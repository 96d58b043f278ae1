//! Color parsing and conversion helpers.
//!
//! Colors are [`egui::Color32`] everywhere so that the same values feed the
//! raster renderer and the interactive viewer.

use egui::Color32;
use once_cell::sync::Lazy;
use std::collections::HashMap;

use crate::error::{HeatmapError, Result};

static NAMED_COLORS: Lazy<HashMap<&'static str, Color32>> = Lazy::new(|| {
    let table: &[(&str, [u8; 3])] = &[
        // single-letter base colors
        ("b", [0, 0, 255]),
        ("g", [0, 128, 0]),
        ("r", [255, 0, 0]),
        ("c", [0, 191, 191]),
        ("m", [191, 0, 191]),
        ("y", [191, 191, 0]),
        ("k", [0, 0, 0]),
        ("w", [255, 255, 255]),
        // tableau
        ("tab:blue", [31, 119, 180]),
        ("tab:orange", [255, 127, 14]),
        ("tab:green", [44, 160, 44]),
        ("tab:red", [214, 39, 40]),
        ("tab:purple", [148, 103, 189]),
        ("tab:brown", [140, 86, 75]),
        ("tab:pink", [227, 119, 194]),
        ("tab:gray", [127, 127, 127]),
        ("tab:grey", [127, 127, 127]),
        ("tab:olive", [188, 189, 34]),
        ("tab:cyan", [23, 190, 207]),
        // css
        ("black", [0, 0, 0]),
        ("white", [255, 255, 255]),
        ("red", [255, 0, 0]),
        ("green", [0, 128, 0]),
        ("lime", [0, 255, 0]),
        ("blue", [0, 0, 255]),
        ("yellow", [255, 255, 0]),
        ("cyan", [0, 255, 255]),
        ("magenta", [255, 0, 255]),
        ("orange", [255, 165, 0]),
        ("purple", [128, 0, 128]),
        ("pink", [255, 192, 203]),
        ("brown", [165, 42, 42]),
        ("gray", [128, 128, 128]),
        ("grey", [128, 128, 128]),
        ("lightgray", [211, 211, 211]),
        ("lightgrey", [211, 211, 211]),
        ("darkgray", [169, 169, 169]),
        ("darkgrey", [169, 169, 169]),
        ("navy", [0, 0, 128]),
        ("teal", [0, 128, 128]),
        ("olive", [128, 128, 0]),
        ("maroon", [128, 0, 0]),
        ("silver", [192, 192, 192]),
        ("gold", [255, 215, 0]),
        ("salmon", [250, 128, 114]),
        ("coral", [255, 127, 80]),
        ("tomato", [255, 99, 71]),
        ("crimson", [220, 20, 60]),
        ("indigo", [75, 0, 130]),
        ("violet", [238, 130, 238]),
        ("turquoise", [64, 224, 208]),
        ("steelblue", [70, 130, 180]),
        ("skyblue", [135, 206, 235]),
        ("forestgreen", [34, 139, 34]),
        ("seagreen", [46, 139, 87]),
        ("khaki", [240, 230, 140]),
        ("beige", [245, 245, 220]),
        ("tan", [210, 180, 140]),
        ("chocolate", [210, 105, 30]),
    ];
    table
        .iter()
        .map(|(name, [r, g, b])| (*name, Color32::from_rgb(*r, *g, *b)))
        .collect()
});

/// Parse a color string.
///
/// Accepts `#rgb`, `#rrggbb`, `#rrggbbaa`, `rgb(r, g, b)` and named colors
/// (`red`, `steelblue`, `tab:blue`, `k`, ...). Names are case-insensitive.
pub fn parse_color(s: &str) -> Result<Color32> {
    let trimmed = s.trim();
    let lower = trimmed.to_ascii_lowercase();
    if let Some(hex) = lower.strip_prefix('#') {
        return parse_hex(hex).ok_or_else(|| HeatmapError::InvalidColor(s.to_string()));
    }
    if let Some(inner) = lower
        .strip_prefix("rgb(")
        .and_then(|rest| rest.strip_suffix(')'))
    {
        let parts: Vec<_> = inner.split(',').map(|p| p.trim().parse::<u8>()).collect();
        if let [Ok(r), Ok(g), Ok(b)] = parts.as_slice() {
            return Ok(Color32::from_rgb(*r, *g, *b));
        }
        return Err(HeatmapError::InvalidColor(s.to_string()));
    }
    NAMED_COLORS
        .get(lower.as_str())
        .copied()
        .ok_or_else(|| HeatmapError::InvalidColor(s.to_string()))
}

fn parse_hex(hex: &str) -> Option<Color32> {
    if !hex.chars().all(|c| c.is_ascii_hexdigit()) {
        return None;
    }
    let byte = |i: usize| u8::from_str_radix(&hex[i..i + 2], 16).ok();
    match hex.len() {
        3 => {
            let nib = |i: usize| u8::from_str_radix(&hex[i..i + 1], 16).ok().map(|v| v * 17);
            Some(Color32::from_rgb(nib(0)?, nib(1)?, nib(2)?))
        }
        6 => Some(Color32::from_rgb(byte(0)?, byte(2)?, byte(4)?)),
        8 => Some(Color32::from_rgba_unmultiplied(
            byte(0)?,
            byte(2)?,
            byte(4)?,
            byte(6)?,
        )),
        _ => None,
    }
}

/// Format as `#rrggbb`, or `#rrggbbaa` when not fully opaque.
pub fn to_hex(color: Color32) -> String {
    let [r, g, b, a] = color.to_srgba_unmultiplied();
    if a == 255 {
        format!("#{r:02x}{g:02x}{b:02x}")
    } else {
        format!("#{r:02x}{g:02x}{b:02x}{a:02x}")
    }
}

/// `#rrggbb`, ignoring alpha; pair with [`opacity`] for SVG attributes.
pub(crate) fn rgb_hex(color: Color32) -> String {
    let [r, g, b, _] = color.to_srgba_unmultiplied();
    format!("#{r:02x}{g:02x}{b:02x}")
}

/// Opacity in `[0, 1]` for SVG `fill-opacity`.
pub(crate) fn opacity(color: Color32) -> f32 {
    color.to_srgba_unmultiplied()[3] as f32 / 255.0
}

/// HLS -> RGB, all components in `[0, 1]`.
pub fn hls_to_rgb(h: f64, l: f64, s: f64) -> (f64, f64, f64) {
    if s == 0.0 {
        return (l, l, l);
    }
    let m2 = if l <= 0.5 { l * (1.0 + s) } else { l + s - l * s };
    let m1 = 2.0 * l - m2;
    (
        hue_channel(m1, m2, h + 1.0 / 3.0),
        hue_channel(m1, m2, h),
        hue_channel(m1, m2, h - 1.0 / 3.0),
    )
}

fn hue_channel(m1: f64, m2: f64, hue: f64) -> f64 {
    let hue = hue.rem_euclid(1.0);
    if hue < 1.0 / 6.0 {
        m1 + (m2 - m1) * hue * 6.0
    } else if hue < 0.5 {
        m2
    } else if hue < 2.0 / 3.0 {
        m1 + (m2 - m1) * (2.0 / 3.0 - hue) * 6.0
    } else {
        m1
    }
}

/// Convert float RGB in `[0, 1]` to an opaque [`Color32`].
pub fn from_unit_rgb(r: f64, g: f64, b: f64) -> Color32 {
    let q = |v: f64| (v.clamp(0.0, 1.0) * 255.0).round() as u8;
    Color32::from_rgb(q(r), q(g), q(b))
}

/// Black or white, whichever reads better on `background`.
pub(crate) fn contrasting_text(background: Color32) -> Color32 {
    let luma = 0.299 * background.r() as f32
        + 0.587 * background.g() as f32
        + 0.114 * background.b() as f32;
    if luma > 140.0 {
        Color32::BLACK
    } else {
        Color32::WHITE
    }
}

• [THE PROBLEM]: The data must be transcribed in full. Every word stays the same.

• [RESPONSE]:
repository 96d58b043f278ae1
//! Color parsing and conversion helpers.
//!
//! Colors are [`egui::Color32`] everywhere so that the same values feed the
//! raster renderer and the interactive viewer.

use egui::Color32;
use once_cell::sync::Lazy;
use std::collections::HashMap;

use crate::error::{HeatmapError, Result};

static NAMED_COLORS: Lazy<HashMap<&'static str, Color32>> = Lazy::new(|| {
    let table: &[(&str, [u8; 3])] = &[
        // single-letter base colors
        ("b", [0, 0, 255]),
        ("g", [0, 128, 0]),
        ("r", [255, 0, 0]),
        ("c", [0, 191, 191]),
        ("m", [191, 0, 191]),
        ("y", [191, 191, 0]),
        ("k", [0, 0, 0]),
        ("w", [255, 255, 255]),
        // tableau
        ("tab:blue", [31, 119, 180]),
        ("tab:orange", [255, 127, 14]),
        ("tab:green", [44, 160, 44]),
        ("tab:red", [214, 39, 40]),
        ("tab:purple", [148, 103, 189]),
        ("tab:brown", [140, 86, 75]),
        ("tab:pink", [227, 119, 194]),
        ("tab:gray", [127, 127, 127]),
        ("tab:grey", [127, 127, 127]),
        ("tab:olive", [188, 189, 34]),
        ("tab:cyan", [23, 190, 207]),
        // css
        ("black", [0, 0, 0]),
        ("white", [255, 255, 255]),
        ("red", [255, 0, 0]),
        ("green", [0, 128, 0]),
        ("lime", [0, 255, 0]),
        ("blue", [0, 0, 255]),
        ("yellow", [255, 255, 0]),
        ("cyan", [0, 255, 255]),
        ("magenta", [255, 0, 255]),
        ("orange", [255, 165, 0]),
        ("purple", [128, 0, 128]),
        ("pink", [255, 192, 203]),
        ("brown", [165, 42, 42]),
        ("gray", [128, 128, 128]),
        ("grey", [128, 128, 128]),
        ("lightgray", [211, 211, 211]),
        ("lightgrey", [211, 211, 211]),
        ("darkgray", [169, 169, 169]),
        ("darkgrey", [169, 169, 169]),
        ("navy", [0, 0, 128]),
        ("teal", [0, 128, 128]),
        ("olive", [128, 128, 0]),
        ("maroon", [128, 0, 0]),
        ("silver", [192, 192, 192]),
        ("gold", [255, 215, 0]),
        ("salmon", [250, 128, 114]),
        ("coral", [255, 127, 80]),
        ("tomato", [255, 99, 71]),
        ("crimson", [220, 20, 60]),
        ("indigo", [75, 0, 130]),
        ("violet", [238, 130, 238]),
        ("turquoise", [64, 224, 208]),
        ("steelblue", [70, 130, 180]),
        ("skyblue", [135, 206, 235]),
        ("forestgreen", [34, 139, 34]),
        ("seagreen", [46, 139, 87]),
        ("khaki", [240, 230, 140]),
        ("beige", [245, 245, 220]),
        ("tan", [210, 180, 140]),
        ("chocolate", [210, 105, 30]),
    ];
    table
        .iter()
        .map(|(name, [r, g, b])| (*name, Color32::from_rgb(*r, *g, *b)))
        .collect()
});

/// Parse a color string.
///
/// Accepts `#rgb`, `#rrggbb`, `#rrggbbaa`, `rgb(r, g, b)` and named colors
/// (`red`, `steelblue`, `tab:blue`, `k`, ...). Names are case-insensitive.
pub fn parse_color(s: &str) -> Result<Color32> {
    let trimmed = s.trim();
    let lower = trimmed.to_ascii_lowercase();
    if let Some(hex) = lower.strip_prefix('#') {
        return parse_hex(hex).ok_or_else(|| HeatmapError::InvalidColor(s.to_string()));
    }
    if let Some(inner) = lower
        .strip_prefix("rgb(")
        .and_then(|rest| rest.strip_suffix(')'))
    {
        let parts: Vec<_> = inner.split(',').map(|p| p.trim().parse::<u8>()).collect();
        if let [Ok(r), Ok(g), Ok(b)] = parts.as_slice() {
            return Ok(Color32::from_rgb(*r, *g, *b));
        }
        return Err(HeatmapError::InvalidColor(s.to_string()));
    }
    NAMED_COLORS
        .get(lower.as_str())
        .copied()
        .ok_or_else(|| HeatmapError::InvalidColor(s.to_string()))
}

fn parse_hex(hex: &str) -> Option<Color32> {
    if !hex.chars().all(|c| c.is_ascii_hexdigit()) {
        return None;
    }
    let byte = |i: usize| u8::from_str_radix(&hex[i..i + 2], 16).ok();
    match hex.len() {
        3 => {
            let nib = |i: usize| u8::from_str_radix(&hex[i..i + 1], 16).ok().map(|v| v * 17);
            Some(Color32::from_rgb(nib(0)?, nib(1)?, nib(2)?))
        }
        6 => Some(Color32::from_rgb(byte(0)?, byte(2)?, byte(4)?)),
        8 => Some(Color32::from_rgba_unmultiplied(
            byte(0)?,
            byte(2)?,
            byte(4)?,
            byte(6)?,
        )),
        _ => None,
    }
}

/// Format as `#rrggbb`, or `#rrggbbaa` when not fully opaque.
pub fn to_hex(color: Color32) -> String {
    let [r, g, b, a] = color.to_srgba_unmultiplied();
    if a == 255 {
        format!("#{r:02x}{g:02x}{b:02x}")
    } else {
        format!("#{r:02x}{g:02x}{b:02x}{a:02x}")
    }
}

/// `#rrggbb`, ignoring alpha; pair with [`opacity`] for SVG attributes.
pub(crate) fn rgb_hex(color: Color32) -> String {
    let [r, g, b, _] = color.to_srgba_unmultiplied();
    format!("#{r:02x}{g:02x}{b:02x}")
}

/// Opacity in `[0, 1]` for SVG `fill-opacity`.
pub(crate) fn opacity(color: Color32) -> f32 {
    color.to_srgba_unmultiplied()[3] as f32 / 255.0
}

/// HLS -> RGB, all components in `[0, 1]`.
pub fn hls_to_rgb(h: f64, l: f64, s: f64) -> (f64, f64, f64) {
    if s == 0.0 {
        return (l, l, l);
    }
    let m2 = if l <= 0.5 { l * (1.0 + s) } else { l + s - l * s };
    let m1 = 2.0 * l - m2;
    (
        hue_channel(m1, m2, h + 1.0 / 3.0),
        hue_channel(m1, m2, h),
        hue_channel(m1, m2, h - 1.0 / 3.0),
    )
}

fn hue_channel(m1: f64, m2: f64, hue: f64) -> f64 {
    let hue = hue.rem_euclid(1.0);
    if hue < 1.0 / 6.0 {
        m1 + (m2 - m1) * hue * 6.0
    } else if hue < 0.5 {
        m2
    } else if hue < 2.0 / 3.0 {
        m1 + (m2 - m1) * (2.0 / 3.0 - hue) * 6.0
    } else {
        m1
    }
}

/// Convert float RGB in `[0, 1]` to an opaque [`Color32`].
pub fn from_unit_rgb(r: f64, g: f64, b: f64) -> Color32 {
    let q = |v: f64| (v.clamp(0.0, 1.0) * 255.0).round() as u8;
    Color32::from_rgb(q(r), q(g), q(b))
}

/// Black or white, whichever reads better on `background`.
pub(crate) fn contrasting_text(background: Color32) -> Color32 {
    let luma = 0.299 * background.r() as f32
        + 0.587 * background.g() as f32
        + 0.114 * background.b() as f32;
    if luma > 140.0 {
        Color32::BLACK
    } else {
        Color32::WHITE
    }
}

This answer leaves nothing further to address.